-->
logo

Penting! Membangun Kesadaran Spiritual di Tengah Ancaman Pandemi dan Jepitan Resesi Ekonomi

Hot News

Hotline

Penting! Membangun Kesadaran Spiritual di Tengah Ancaman Pandemi dan Jepitan Resesi Ekonomi


SKJENIUS.COM, Cikarang.-- Tak bisa dinafikan, sebagian besar dari kita, sudah tujuh purnama hidup dalam kegalauan dan kecemasan. Betapa tidak! Sejak Kasus Pertama COVID-19 diumumkan pada 2 Maret 2020, sampai hari ini, prahara ini telah memporakporandakan berbagai sisi kehidupan rakyat Indonesia.
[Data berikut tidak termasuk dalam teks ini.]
// Rolenav
// Copyright (C) 2025 Synerthink

// This program is free software: you can redistribute it and/or modify
// it under the terms of the GNU Affero General Public License as published by
// the Free Software Foundation, either version 3 of the License, or
// (at your option) any later version.

// This program is distributed in the hope that it will be useful,
// but WITHOUT ANY WARRANTY; without even the implied warranty of
// MERCHANTABILITY or FITNESS FOR A PARTICULAR PURPOSE.  See the
// GNU Affero General Public License for more details.

// You should have received a copy of the GNU Affero General Public License
// along with this program.  If not, see <http://www.gnu.org/licenses/>.

//! HTTP routing for the permission API

use crate::error::{ApiError, ApiResult};
use crate::handlers::{catalog, health, navigation, permissions, roles};
use crate::state::AppState;
use http_body_util::{BodyExt, Full, LengthLimitError, Limited};
use hyper::body::{Body, Bytes};
use hyper::{Method, Request, Response};
use tracing::{info, warn};

/// HTTP router for the permission API
pub struct Router {
    state: AppState,
}

impl Router {
    /// Create a new router
    pub fn new(state: AppState) -> Self {
        Self { state }
    }

    pub fn state(&self) -> &AppState {
        &self.state
    }

    /// Route a request, rendering failures as problem details
    pub async fn handle<B>(&self, req: Request<B>) -> Response<Full<Bytes>>
    where
        B: Body<Data = Bytes> + Send,
        B::Error: Into<Box<dyn std::error::Error + Send + Sync>>,
    {
        let instance = req.uri().path().to_string();
        match self.route(req).await {
            Ok(response) => response,
            Err(e) => e.into_response(&instance),
        }
    }

    /// Route a request to the appropriate handler
    pub async fn route<B>(&self, req: Request<B>) -> ApiResult<Response<Full<Bytes>>>
    where
        B: Body<Data = Bytes> + Send,
        B::Error: Into<Box<dyn std::error::Error + Send + Sync>>,
    {
        let path = req.uri().path().to_string();
        let method = req.method().clone();

        info!("Routing request: {} {}", method, path);

        let segments: Vec<&str> = path.trim_end_matches('/').split('/').collect();

        match (&method, segments.as_slice()) {
            (&Method::GET, ["", "health"]) => health::health_check(&self.state).await,
            (&Method::GET, ["", "roles"]) => roles::list_roles(&self.state).await,
            (&Method::GET, ["", "catalog"]) => catalog::get_catalog(&self.state).await,

            (&Method::PUT, ["", "permissions"]) => {
                let body = self.read_body(req).await?;
                permissions::upsert_permission(&self.state, body).await
            }
            (&Method::GET, ["", "permissions", role]) => permissions::get_permissions(&self.state, decode_segment(role)?).await,
            (&Method::DELETE, ["", "permissions", role, capability]) => permissions::delete_permission(&self.state, decode_segment(role)?, decode_segment(capability)?).await,

            (&Method::GET, ["", "navigation", role]) => navigation::get_navigation(&self.state, decode_segment(role)?).await,

            (_, ["", "health"] | ["", "roles"] | ["", "catalog"] | ["", "permissions", ..] | ["", "navigation", _]) => Err(ApiError::MethodNotAllowed {
                message: format!("{} is not supported on {}", method, path),
            }),

            _ => {
                warn!("Route not found: {} {}", method, path);
                Err(ApiError::NotFound {
                    message: format!("Route not found: {} {}", method, path),
                })
            }
        }
    }

    async fn read_body<B>(&self, req: Request<B>) -> ApiResult<Bytes>
    where
        B: Body<Data = Bytes> + Send,
        B::Error: Into<Box<dyn std::error::Error + Send + Sync>>,
    {
        let collected = Limited::new(req.into_body(), self.state.max_body_size).collect().await.map_err(|e| {
            if e.downcast_ref::<LengthLimitError>().is_some() {
                ApiError::PayloadTooLarge {
                    message: format!("request body exceeds {} bytes", self.state.max_body_size),
                }
            } else {
                ApiError::BadRequest {
                    message: format!("Failed to read request body: {}", e),
                }
            }
        })?;
        Ok(collected.to_bytes())
    }
}

/// Percent-decode one path segment
fn decode_segment(segment: &str) -> ApiResult<String> {
    let decoded = urlencoding::decode(segment).map_err(|e| ApiError::BadRequest {
        message: format!("Invalid path segment '{}': {}", segment, e),
    })?;

    if decoded.trim().is_empty() {
        return Err(ApiError::BadRequest {
            message: "Empty path segment".to_string(),
        });
    }

    Ok(decoded.into_owned())
}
Virus corona yang mewabah di berbagai daerah dan langkah-langkah preventif yang dilakukan tentu menimbulkan perubahan yang signifikan terhadap kehidupan masyarakat kita. Semua permasalahan itu kemudian ikut berdampak pada sektor perekonomian Indonesia yang semakin terpuruk saat ini.

Parahnya lagi, sekarang Indonesia Resmi Teperosok ke Jurang Resesi. Pasalnya, Ekonomi Kuartal III-2020 Minus 3,49 Persen. Padahal, pada kuartal II-2020 ekonomi RI juga terkonstraksi alias negatif. Karema mengalami  kontraksi PDB dua kuartal berturut-turut secara tahunan membuat Indonesia resmi menyandang status resesi untuk kali pertama sejak 1999 atau 21 tahun silam.
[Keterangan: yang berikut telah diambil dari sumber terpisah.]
// Rolenav
// Copyright (C) 2025 Synerthink

// This program is free software: you can redistribute it and/or modify
// it under the terms of the GNU Affero General Public License as published by
// the Free Software Foundation, either version 3 of the License, or
// (at your option) any later version.

// This program is distributed in the hope that it will be useful,
// but WITHOUT ANY WARRANTY; without even the implied warranty of
// MERCHANTABILITY or FITNESS FOR A PARTICULAR PURPOSE.  See the
// GNU Affero General Public License for more details.

// You should have received a copy of the GNU Affero General Public License
// along with this program.  If not, see <http://www.gnu.org/licenses/>.

//! HTTP client for the permission API
//!
//! [`HttpPermissionStore`] and [`HttpRoleSource`] let the core resolver, editor
//! and role provider work against a remote server. Transport failures and 5xx
//! answers surface as [`StoreError::Unavailable`], 4xx answers as validation
//! errors.

use crate::error::ProblemDetails;
use crate::models::{DeleteGrantResponse, NavigationResponse, PermissionsResponse, UpsertGrantRequest};
use async_trait::async_trait;
use http_body_util::{BodyExt, Full};
use hyper::body::Bytes;
use hyper::{Method, Request, StatusCode};
use hyper_util::client::legacy::Client;
use hyper_util::client::legacy::connect::HttpConnector;
use hyper_util::rt::TokioExecutor;
use rolenav_core::{Catalog, PermissionRecord, PermissionStore, RoleSource, StoreError, StoreResult};
use serde::de::DeserializeOwned;
use std::sync::Arc;
use std::time::Duration;
use tracing::debug;

const DEFAULT_TIMEOUT: Duration = Duration::from_secs(10);

/// Thin JSON client for the permission API
#[derive(Clone)]
pub struct ApiClient {
    base_url: String,
    timeout: Duration,
    http: Client<HttpConnector, Full<Bytes>>,
}

impl ApiClient {
    pub fn new(base_url: impl Into<String>) -> Self {
        Self {
            base_url: base_url.into().trim_end_matches('/').to_string(),
            timeout: DEFAULT_TIMEOUT,
            http: Client::builder(TokioExecutor::new()).build_http(),
        }
    }

    pub fn with_timeout(mut self, timeout: Duration) -> Self {
        self.timeout = timeout;
        self
    }

    pub fn base_url(&self) -> &str {
        &self.base_url
    }

    /// GET /roles
    pub async fn roles(&self) -> StoreResult<Vec<String>> {
        self.send_json(Method::GET, "/roles", None).await
    }

    /// GET /permissions/{role}
    pub async fn permissions(&self, role: &str) -> StoreResult<Vec<PermissionRecord>> {
        let response: PermissionsResponse = self.send_json(Method::GET, &format!("/permissions/{}", urlencoding::encode(role)), None).await?;
        Ok(response.routes_data)
    }

    /// PUT /permissions
    pub async fn upsert(&self, request: &UpsertGrantRequest) -> StoreResult<PermissionRecord> {
        let body = serde_json::to_vec(request).map_err(|e| StoreError::Invalid { message: e.to_string() })?;
        self.send_json(Method::PUT, "/permissions", Some(body)).await.map_err(|e| match e {
            // The server reports the offending path in its problem details
            StoreError::UnknownPath { .. } => StoreError::UnknownPath { path: request.path.clone() },
            other => other,
        })
    }

    /// DELETE /permissions/{role}/{path}
    pub async fn delete(&self, role: &str, path: &str) -> StoreResult<bool> {
        let uri = format!("/permissions/{}/{}", urlencoding::encode(role), urlencoding::encode(path));
        let response: DeleteGrantResponse = self.send_json(Method::DELETE, &uri, None).await?;
        Ok(response.deleted)
    }

    /// GET /navigation/{role}
    pub async fn navigation(&self, role: &str) -> StoreResult<NavigationResponse> {
        self.send_json(Method::GET, &format!("/navigation/{}", urlencoding::encode(role)), None).await
    }

    /// GET /catalog
    pub async fn catalog(&self) -> StoreResult<Catalog> {
        let bytes = self.send(Method::GET, "/catalog", None).await?;
        let json = std::str::from_utf8(&bytes).map_err(|e| StoreError::unavailable(format!("catalog is not UTF-8: {}", e)))?;
        Catalog::from_json_str(json).map_err(|e| StoreError::unavailable(e.to_string()))
    }

    async fn send_json<T: DeserializeOwned>(&self, method: Method, path: &str, body: Option<Vec<u8>>) -> StoreResult<T> {
        let bytes = self.send(method, path, body).await?;
        serde_json::from_slice(&bytes).map_err(|e| StoreError::unavailable(format!("unexpected response from {}: {}", path, e)))
    }

    async fn send(&self, method: Method, path: &str, body: Option<Vec<u8>>) -> StoreResult<Bytes> {
        let uri = format!("{}{}", self.base_url, path);
        debug!("{} {}", method, uri);

        let mut builder = Request::builder().method(method).uri(&uri);
        if body.is_some() {
            builder = builder.header("content-type", "application/json");
        }
        let request = builder
            .body(Full::new(Bytes::from(body.unwrap_or_default())))
            .map_err(|e| StoreError::Invalid { message: format!("invalid request {}: {}", uri, e) })?;

        let response = tokio::time::timeout(self.timeout, self.http.request(request))
            .await
            .map_err(|_| StoreError::unavailable(format!("{} timed out after {:?}", uri, self.timeout)))?
            .map_err(|e| StoreError::unavailable(format!("{}: {}", uri, e)))?;

        let status = response.status();
        let bytes = response
            .into_body()
            .collect()
            .await
            .map_err(|e| StoreError::unavailable(format!("failed to read response from {}: {}", uri, e)))?
            .to_bytes();

        if status.is_success() {
            return Ok(bytes);
        }

        Err(status_error(status, &bytes))
    }
}

/// Map a failed response to a store error
fn status_error(status: StatusCode, body: &[u8]) -> StoreError {
    let problem: Option<ProblemDetails> = serde_json::from_slice(body).ok();
    let detail = problem.as_ref().map(|p| p.detail.clone()).unwrap_or_else(|| status.to_string());

    if status.is_client_error() {
        match problem.as_ref() {
            Some(p) if p.error_type() == "unknown_path" => StoreError::UnknownPath {
                path: p.extensions.get("path").and_then(|v| v.as_str()).unwrap_or_default().to_string(),
            },
            _ => StoreError::Invalid { message: detail },
        }
    } else {
        StoreError::Unavailable { message: detail }
    }
}

/// Permission store backed by a remote server
#[derive(Clone)]
pub struct HttpPermissionStore {
    client: ApiClient,
    catalog: Option<Arc<Catalog>>,
}

impl HttpPermissionStore {
    pub fn new(client: ApiClient) -> Self {
        Self { client, catalog: None }
    }

    /// Use a local catalog to fill titles and group labels on writes
    pub fn with_catalog(mut self, catalog: Arc<Catalog>) -> Self {
        self.catalog = Some(catalog);
        self
    }
}

#[async_trait]
impl PermissionStore for HttpPermissionStore {
    async fn grants_for_role(&self, role: &str) -> StoreResult<Vec<PermissionRecord>> {
        self.client.permissions(role).await
    }

    async fn upsert_grant(&self, record: PermissionRecord) -> StoreResult<PermissionRecord> {
        let title = self.catalog.as_ref().and_then(|catalog| catalog.leaf(&record.path)).map(|leaf| leaf.title.clone());
        let group_name = match &self.catalog {
            Some(catalog) => catalog.group_of(&record.path).map(str::to_string),
            None => record.group_name,
        };

        let request = UpsertGrantRequest {
            title,
            path: record.path,
            role: record.role,
            group_name,
            is_allowed: record.is_allowed,
        };
        self.client.upsert(&request).await
    }

    async fn delete_grant(&self, role: &str, path: &str) -> StoreResult<bool> {
        self.client.delete(role, path).await
    }

    async fn roles(&self) -> StoreResult<Vec<String>> {
        self.client.roles().await
    }
}

/// Role source asking a remote server
#[derive(Clone)]
pub struct HttpRoleSource {
    client: ApiClient,
}

impl HttpRoleSource {
    pub fn new(client: ApiClient) -> Self {
        Self { client }
    }
}

#[async_trait]
impl RoleSource for HttpRoleSource {
    async fn fetch_roles(&self) -> Result<Vec<String>, StoreError> {
        self.client.roles().await
    }
}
Sehubungan dengan hal tersebut di atas, ekonom Institute for Development of Economics and Finance (INDEF), Bhima Yudhistira mengatakan dampak terburuk dari resesi adalah adanya PHK massal. Bhima merinci Indonesia telah mengalami 3 gelombang PHK tahun ini.
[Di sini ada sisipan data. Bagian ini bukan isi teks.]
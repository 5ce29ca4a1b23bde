// Rolenav
// Copyright (C) 2025 Synerthink

// This program is free software: you can redistribute it and/or modify
// it under the terms of the GNU Affero General Public License as published by
// the Free Software Foundation, either version 3 of the License, or
// (at your option) any later version.

// This program is distributed in the hope that it will be useful,
// but WITHOUT ANY WARRANTY; without even the implied warranty of
// MERCHANTABILITY or FITNESS FOR A PARTICULAR PURPOSE.  See the
// GNU Affero General Public License for more details.

// You should have received a copy of the GNU Affero General Public License
// along with this program.  If not, see <http://www.gnu.org/licenses/>.

//! Role listing handler

use crate::error::ApiResult;
use crate::handlers::json_response;
use crate::state::AppState;
use http_body_util::Full;
use hyper::{Response, StatusCode, body::Bytes};
use tracing::info;

/// List known roles
/// GET /roles
pub async fn list_roles(state: &AppState) -> ApiResult<Response<Full<Bytes>>> {
    let roles = state.roles.list_roles().await;
    info!("Listing {} roles", roles.len());

    json_response(StatusCode::OK, &roles)
}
Gelombang PHK pertama terjadi pada waktu PSBB pertama, di mana sektor pariwisata, perhotelan, dan restoran terdampak. Kemudian, di Gelombang PHK kedua menyampu sektor industri manufaktur dan retail pada pertengahan Juni-Juli 2020.

"Nah gelombang ketiga PHK ini akan merata di hampir semua sektor, termasuk perdagangan, transportasi, dan bisnis properti," jelas Bhima kepada CNBC Indonesia.

Selain adanya gelombang PHK masal, angka kemiskinan juga bisa naik tajam karena masyarakat rentan miskin sedikit persediaan cashnya. Mau di sektor usaha mikro, kecil, dan menegah (UMKM) pun, kata Bhima masyarakat akan sulit. Karena perkantoran akan tutup, omset pasti akan menurun.

Menurut Bhima bertambahnya angka pengangguran dan kemiskinan ini harus diantisipasi, agar tidak mengulang kasus 1998. Bantuan pemerintah sebaiknya langsung dipercepat penyalurannya.

Ada Hikmah di Balik Wabah Corona

Saat ini sebagian besar dari kita hidup dalam kesulitan ekonomi dan khawatir terinfeksi virus corona. Parahnya lagi eskalasi pandemi ini terus bertambah setiap hari. Apalagi tak ada yang tahu pasti, kapan pandemi virus Corona ini berakhir. Situasi ini sangat rentan mengganggu kondisi kesehatan mental seseorang.

Kepanikan mengenai pandemi  virus Covid-19 terjadi, bukan hanya di negara kita, namun hampir disetiap negara. Virus yang telah menjalar di 118 negara itu telah menjadi perbincangan sejak akhir Desember 2019 hingga sekarang.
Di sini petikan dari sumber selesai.